## ASSIGNMENT
Where the word "Circle" occurs in a line of the data, return the whole line.

## GIVEN DATA
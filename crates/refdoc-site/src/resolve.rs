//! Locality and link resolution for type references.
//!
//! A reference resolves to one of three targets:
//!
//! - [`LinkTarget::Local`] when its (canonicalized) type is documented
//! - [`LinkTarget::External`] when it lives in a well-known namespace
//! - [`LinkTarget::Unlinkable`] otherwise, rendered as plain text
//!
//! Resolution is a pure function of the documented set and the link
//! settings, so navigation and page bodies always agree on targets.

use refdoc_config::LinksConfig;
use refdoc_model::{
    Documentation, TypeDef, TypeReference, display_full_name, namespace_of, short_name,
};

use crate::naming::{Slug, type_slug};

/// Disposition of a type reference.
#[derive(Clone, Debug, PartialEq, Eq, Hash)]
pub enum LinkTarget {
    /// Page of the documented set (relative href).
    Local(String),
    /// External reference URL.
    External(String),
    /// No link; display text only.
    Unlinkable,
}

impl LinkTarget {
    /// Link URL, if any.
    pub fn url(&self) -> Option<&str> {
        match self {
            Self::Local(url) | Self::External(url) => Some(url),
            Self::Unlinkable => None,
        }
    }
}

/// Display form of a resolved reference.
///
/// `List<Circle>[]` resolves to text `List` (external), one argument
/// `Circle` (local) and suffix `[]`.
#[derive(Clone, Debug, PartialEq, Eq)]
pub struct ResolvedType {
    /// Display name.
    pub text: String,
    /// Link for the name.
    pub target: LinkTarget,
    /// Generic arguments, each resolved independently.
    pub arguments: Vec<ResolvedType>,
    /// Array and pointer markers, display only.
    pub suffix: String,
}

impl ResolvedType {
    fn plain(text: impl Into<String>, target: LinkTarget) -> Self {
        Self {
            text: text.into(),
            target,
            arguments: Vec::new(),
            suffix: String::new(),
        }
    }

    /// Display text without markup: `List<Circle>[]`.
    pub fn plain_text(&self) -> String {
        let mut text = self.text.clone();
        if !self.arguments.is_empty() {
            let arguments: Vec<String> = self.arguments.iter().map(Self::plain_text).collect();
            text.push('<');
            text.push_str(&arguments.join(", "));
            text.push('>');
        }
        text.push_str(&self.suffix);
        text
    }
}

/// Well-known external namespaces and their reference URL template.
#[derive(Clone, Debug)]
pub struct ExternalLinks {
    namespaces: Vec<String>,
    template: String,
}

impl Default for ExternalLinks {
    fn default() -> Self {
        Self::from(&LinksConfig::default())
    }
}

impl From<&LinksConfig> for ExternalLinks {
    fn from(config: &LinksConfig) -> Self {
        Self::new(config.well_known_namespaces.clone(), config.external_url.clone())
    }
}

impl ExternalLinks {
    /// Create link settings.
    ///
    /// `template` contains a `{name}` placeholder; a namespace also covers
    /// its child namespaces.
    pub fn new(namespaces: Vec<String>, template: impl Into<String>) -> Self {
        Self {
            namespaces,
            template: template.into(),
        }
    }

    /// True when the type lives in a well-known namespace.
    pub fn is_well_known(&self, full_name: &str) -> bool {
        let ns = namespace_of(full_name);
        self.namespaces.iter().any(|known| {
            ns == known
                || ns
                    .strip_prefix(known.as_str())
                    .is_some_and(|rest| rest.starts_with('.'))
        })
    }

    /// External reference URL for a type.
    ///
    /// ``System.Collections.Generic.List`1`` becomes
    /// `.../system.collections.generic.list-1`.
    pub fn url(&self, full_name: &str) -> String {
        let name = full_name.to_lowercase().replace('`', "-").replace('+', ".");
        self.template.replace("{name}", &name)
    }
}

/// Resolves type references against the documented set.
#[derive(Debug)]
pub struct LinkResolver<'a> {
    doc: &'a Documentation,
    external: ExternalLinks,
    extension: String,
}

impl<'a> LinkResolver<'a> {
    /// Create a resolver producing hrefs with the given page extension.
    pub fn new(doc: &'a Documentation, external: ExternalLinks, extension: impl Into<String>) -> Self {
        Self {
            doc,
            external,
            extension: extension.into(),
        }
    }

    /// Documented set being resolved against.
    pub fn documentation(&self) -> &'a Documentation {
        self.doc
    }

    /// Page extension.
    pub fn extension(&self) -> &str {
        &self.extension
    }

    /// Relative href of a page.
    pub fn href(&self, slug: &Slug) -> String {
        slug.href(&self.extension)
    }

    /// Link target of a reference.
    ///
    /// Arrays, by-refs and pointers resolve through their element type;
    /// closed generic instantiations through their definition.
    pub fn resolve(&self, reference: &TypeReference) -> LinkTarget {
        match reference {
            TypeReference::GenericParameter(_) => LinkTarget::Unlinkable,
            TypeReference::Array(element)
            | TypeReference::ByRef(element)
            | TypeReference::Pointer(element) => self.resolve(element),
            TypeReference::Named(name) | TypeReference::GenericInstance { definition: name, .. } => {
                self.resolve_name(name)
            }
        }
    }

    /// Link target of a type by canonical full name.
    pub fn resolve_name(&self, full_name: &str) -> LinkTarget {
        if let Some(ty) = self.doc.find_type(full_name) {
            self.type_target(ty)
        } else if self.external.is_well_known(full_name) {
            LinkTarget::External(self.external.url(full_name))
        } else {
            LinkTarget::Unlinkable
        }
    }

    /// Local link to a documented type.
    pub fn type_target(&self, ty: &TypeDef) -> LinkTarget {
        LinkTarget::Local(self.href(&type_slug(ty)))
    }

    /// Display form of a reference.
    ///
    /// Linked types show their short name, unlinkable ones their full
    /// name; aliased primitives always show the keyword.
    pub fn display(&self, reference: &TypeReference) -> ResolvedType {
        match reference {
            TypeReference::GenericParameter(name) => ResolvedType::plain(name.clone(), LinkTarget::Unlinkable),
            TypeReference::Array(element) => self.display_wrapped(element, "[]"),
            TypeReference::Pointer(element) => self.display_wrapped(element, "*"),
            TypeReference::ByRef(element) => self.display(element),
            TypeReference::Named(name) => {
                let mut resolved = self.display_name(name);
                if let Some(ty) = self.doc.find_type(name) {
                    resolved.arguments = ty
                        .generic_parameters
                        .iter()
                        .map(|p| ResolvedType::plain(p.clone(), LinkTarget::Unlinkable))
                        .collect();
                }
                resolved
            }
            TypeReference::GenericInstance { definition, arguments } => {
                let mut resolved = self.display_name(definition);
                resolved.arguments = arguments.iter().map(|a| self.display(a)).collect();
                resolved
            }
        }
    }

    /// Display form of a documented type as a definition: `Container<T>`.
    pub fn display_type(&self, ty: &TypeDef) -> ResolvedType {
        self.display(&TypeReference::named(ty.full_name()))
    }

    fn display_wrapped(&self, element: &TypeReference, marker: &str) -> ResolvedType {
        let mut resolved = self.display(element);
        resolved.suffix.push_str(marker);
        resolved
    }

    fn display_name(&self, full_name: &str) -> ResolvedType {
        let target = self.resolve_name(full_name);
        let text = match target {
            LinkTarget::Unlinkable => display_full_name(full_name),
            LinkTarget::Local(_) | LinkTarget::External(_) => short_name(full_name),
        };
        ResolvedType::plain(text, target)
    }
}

## OUTPUT FOR THIS EXERCISE
/// `List<Circle>[]` resolves to text `List` (external), one argument
/// `Circle` (local) and suffix `[]`.
    /// Display text without markup: `List<Circle>[]`.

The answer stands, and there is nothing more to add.